Imagine, you log on to OPEDNews and within minutes your computer goes blank, and you cannot connect to the Internet. Where will you find out what is happening? Will you try to reload your operating system suspecting a virus attack from a hacker in a distant land? And during the time it takes to reload, several hundred bunker busting bombs and missiles have devastated large areas of Iran. Your computer still cannot connect to the Internet, so you turn on the TV and find that all over the news is stock footage of planes taking off from aircraft carriers and missile launches as in the ‘shock and awe’ of the Iraq invasion.
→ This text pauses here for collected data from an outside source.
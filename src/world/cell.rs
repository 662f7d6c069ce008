//! Cell classifications
//!
//! Every cell of the dungeon grid carries exactly one tag.

use serde::{Deserialize, Serialize};

use super::coords::Rotation;

/// Identifier of a placed piece of furniture
pub type FurnitureId = u32;

/// Classification of a single grid cell
///
/// North is +z, east is +x. "Top" corners sit on the north wall.
#[derive(Debug, Clone, Copy, PartialEq, Eq, Hash, Default, Serialize, Deserialize)]
pub enum CellTag {
    #[default]
    Walkable,
    CorridorWalkable,

    // Walls
    NorthWall,
    SouthWall,
    EastWall,
    WestWall,

    // Corners
    TopLeftCorner,
    TopRightCorner,
    BottomLeftCorner,
    BottomRightCorner,

    FurnitureOccupied(FurnitureId),
}

impl CellTag {
    pub fn is_walkable(&self) -> bool {
        matches!(self, CellTag::Walkable | CellTag::CorridorWalkable)
    }

    pub fn is_corridor(&self) -> bool {
        matches!(self, CellTag::CorridorWalkable)
    }

    pub fn is_wall(&self) -> bool {
        matches!(
            self,
            CellTag::NorthWall | CellTag::SouthWall | CellTag::EastWall | CellTag::WestWall
        )
    }

    pub fn is_corner(&self) -> bool {
        matches!(
            self,
            CellTag::TopLeftCorner
                | CellTag::TopRightCorner
                | CellTag::BottomLeftCorner
                | CellTag::BottomRightCorner
        )
    }

    /// Walls and corners
    pub fn is_structural(&self) -> bool {
        self.is_wall() || self.is_corner()
    }

    /// Corner that closes this wall's run where an opening lies in direction `(dx, dz)`
    ///
    /// Only plain walls have run ends; the opening must lie along the run.
    pub fn run_end_cap(&self, dx: i32, dz: i32) -> Option<CellTag> {
        match (self, dx, dz) {
            (CellTag::NorthWall, 1, 0) => Some(CellTag::TopRightCorner),
            (CellTag::NorthWall, -1, 0) => Some(CellTag::TopLeftCorner),
            (CellTag::SouthWall, 1, 0) => Some(CellTag::BottomRightCorner),
            (CellTag::SouthWall, -1, 0) => Some(CellTag::BottomLeftCorner),
            (CellTag::WestWall, 0, 1) => Some(CellTag::TopLeftCorner),
            (CellTag::WestWall, 0, -1) => Some(CellTag::BottomLeftCorner),
            (CellTag::EastWall, 0, 1) => Some(CellTag::TopRightCorner),
            (CellTag::EastWall, 0, -1) => Some(CellTag::BottomRightCorner),
            _ => None,
        }
    }

    /// Rotation a structural piece is spawned with so it faces into its room
    pub fn facing(&self) -> Rotation {
        match self {
            CellTag::SouthWall | CellTag::BottomRightCorner => Rotation::Deg0,
            CellTag::WestWall | CellTag::BottomLeftCorner => Rotation::Deg90,
            CellTag::NorthWall | CellTag::TopLeftCorner => Rotation::Deg180,
            CellTag::EastWall | CellTag::TopRightCorner => Rotation::Deg270,
            _ => Rotation::Deg0,
        }
    }

    pub fn glyph(&self) -> char {
        match self {
            CellTag::Walkable => '.',
            CellTag::CorridorWalkable => '=',
            CellTag::NorthWall | CellTag::SouthWall => '-',
            CellTag::EastWall | CellTag::WestWall => '|',
            CellTag::TopLeftCorner
            | CellTag::TopRightCorner
            | CellTag::BottomLeftCorner
            | CellTag::BottomRightCorner => '+',
            CellTag::FurnitureOccupied(_) => '&',
        }
    }
}

#[cfg(test)]
mod tests {
    use super::*;

    #[test]
    fn test_classification() {
        assert!(CellTag::Walkable.is_walkable());
        assert!(CellTag::CorridorWalkable.is_walkable());
        assert!(!CellTag::FurnitureOccupied(3).is_walkable());
        assert!(CellTag::EastWall.is_wall());
        assert!(!CellTag::EastWall.is_corner());
        assert!(CellTag::TopLeftCorner.is_structural());
    }

    #[test]
    fn test_run_end_caps() {
        assert_eq!(CellTag::NorthWall.run_end_cap(1, 0), Some(CellTag::TopRightCorner));
        assert_eq!(CellTag::EastWall.run_end_cap(0, -1), Some(CellTag::BottomRightCorner));
        // Openings across the run do not end it
        assert_eq!(CellTag::NorthWall.run_end_cap(0, 1), None);
        assert_eq!(CellTag::TopLeftCorner.run_end_cap(1, 0), None);
    }
}
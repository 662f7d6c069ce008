//! Delvegrid - Entry Point
//!
//! Generates one dungeon into an in-memory spawner and prints it.

use std::fs;
use std::path::Path;

use anyhow::{Context, Result};
use serde::Serialize;

use delvegrid::config::DungeonConfig;
use delvegrid::interior::FurniturePlacement;
use delvegrid::{DungeonGenerator, DungeonLayout, GenerationReport, InstanceArena};

/// What `--json` writes out
#[derive(Serialize)]
struct Export<'a> {
    report: &'a GenerationReport,
    layout: &'a DungeonLayout,
    furniture: &'a [FurniturePlacement],
}

fn main() -> Result<()> {
    env_logger::Builder::from_env(env_logger::Env::default().default_filter_or("info")).init();

    let matches = matches();

    if let Some(path) = matches.value_of("export_config") {
        DungeonConfig::default()
            .export(path)
            .with_context(|| format!("exporting default config to {}", path))?;
        println!("Wrote default config to {}", path);
        return Ok(());
    }

    let mut config = match matches.value_of("config") {
        Some(path) => DungeonConfig::load(path)?,
        None => DungeonConfig::load_or_default("assets/dungeon.ron"),
    };
    if let Some(seed) = parse_arg::<u64>(&matches, "seed")? {
        config.seed = Some(seed);
    }
    if let Some(width) = parse_arg::<i32>(&matches, "width")? {
        config.layout.width = width;
    }
    if let Some(height) = parse_arg::<i32>(&matches, "height")? {
        config.layout.height = height;
    }

    log::info!("Starting Delvegrid v{}", env!("CARGO_PKG_VERSION"));

    let arena = InstanceArena::for_config(&config);
    let mut generator = DungeonGenerator::new(config, arena)?;
    let report = generator.generate()?;
    let layout = generator
        .layout()
        .context("generator finished without a layout")?;

    if !matches.is_present("no_map") {
        print!("{}", layout.grid.render_ascii());
    }
    print_summary(&report);

    if let Some(path) = matches.value_of("json") {
        let export = Export {
            report: &report,
            layout,
            furniture: &generator.furnishing().placements,
        };
        write_json(Path::new(path), &export)?;
        println!("Wrote layout to {}", path);
    }

    Ok(())
}

fn print_summary(report: &GenerationReport) {
    println!("Seed:      {}", report.seed);
    println!("Rooms:     {}", report.rooms);
    println!("Corridors: {}", report.corridors);
    println!(
        "Spawned:   {} walls, {} corners, {} corridor pieces, {} furniture",
        report.walls, report.corners, report.corridor_pieces, report.furniture
    );
    for shortfall in &report.shortfalls {
        println!(
            "  room {}: placed {}/{} '{}'",
            shortfall.room, shortfall.placed, shortfall.requested, shortfall.archetype
        );
    }
}

fn write_json<T: Serialize>(path: &Path, value: &T) -> Result<()> {
    let json = serde_json::to_string_pretty(value).context("serializing layout")?;
    fs::write(path, json).with_context(|| format!("writing {}", path.display()))
}

fn parse_arg<T>(matches: &clap::ArgMatches<'_>, name: &str) -> Result<Option<T>>
where
    T: std::str::FromStr,
    T::Err: std::error::Error + Send + Sync + 'static,
{
    matches
        .value_of(name)
        .map(|value| {
            value
                .parse::<T>()
                .with_context(|| format!("invalid value for --{}: {}", name, value))
        })
        .transpose()
}

fn matches() -> clap::ArgMatches<'static> {
    clap::App::new("delvegrid - BSP dungeon layout generator.")
        .set_term_width(80)
        .version(clap::crate_version!())
        .arg(
            clap::Arg::with_name("config")
                .short("c")
                .long("config")
                .value_name("FILE")
                .help("RON config file. Uses assets/dungeon.ron or built-in defaults if not provided.")
                .takes_value(true),
        )
        .arg(
            clap::Arg::with_name("seed")
                .short("s")
                .long("seed")
                .value_name("N")
                .help("Random seed. Overrides the config file.")
                .takes_value(true),
        )
        .arg(
            clap::Arg::with_name("width")
                .short("W")
                .long("width")
                .value_name("CELLS")
                .help("Dungeon width in cells.")
                .takes_value(true),
        )
        .arg(
            clap::Arg::with_name("height")
                .short("H")
                .long("height")
                .value_name("CELLS")
                .help("Dungeon height in cells.")
                .takes_value(true),
        )
        .arg(
            clap::Arg::with_name("json")
                .short("j")
                .long("json")
                .value_name("FILE")
                .help("Write layout, furniture and report as JSON.")
                .takes_value(true),
        )
        .arg(
            clap::Arg::with_name("export_config")
                .long("export-config")
                .value_name("FILE")
                .help("Write the default config as RON and exit.")
                .takes_value(true),
        )
        .arg(
            clap::Arg::with_name("no_map")
                .long("no-map")
                .help("Do not print the ASCII map."),
        )
        .get_matches()
}
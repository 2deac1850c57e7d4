//! Lifecycle hooks.

use async_trait::async_trait;

use crate::context::ActiveSchema;
use crate::error::TenancyResult;
use crate::identifier::SchemaName;
use crate::schema::Schema;
use crate::selection::Principal;

/// Receives schema lifecycle notifications.
///
/// All methods default to no-ops.
#[async_trait]
pub trait SchemaEvents: Send + Sync {
    /// A schema was cloned and registered.
    async fn schema_created(&self, _schema: &Schema) {}

    /// A schema was dropped and unregistered.
    async fn schema_deleted(&self, _name: &SchemaName) {}

    /// A connection's search path changed, including resets.
    async fn schema_activated(&self, _active: &ActiveSchema) {}

    /// A principal is about to store a selection. `None` means deselect.
    ///
    /// Returning an error vetoes the change; the error reaches the client.
    async fn session_changing(
        &self,
        _principal: &Principal,
        _schema: Option<&Schema>,
    ) -> TenancyResult<()> {
        Ok(())
    }
}

/// Hooks that do nothing.
#[derive(Debug, Clone, Copy, Default)]
pub struct NoEvents;

impl SchemaEvents for NoEvents {}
How could you find out what is really going on – like the inevitable retaliations of the Iran regime to strike back at Israel and US forces in the Gulf region?
Short answer – you can’t.
It would be a news black out, courtesy of the Pentagon, similar to the ‘embedded’ journalists of the Iraq invasion but with much more control of what you are allowed to know.
Extracts…
“According to Wired defense analyst Noah Shachtman,
The Air Force wants a suite of hacker tools, to give it "access" to -- and "full control" of -- any kind of computer there is. And once the info warriors are in, the Air Force wants them to keep tabs on their "adversaries' information infrastructure completely undetected.”...”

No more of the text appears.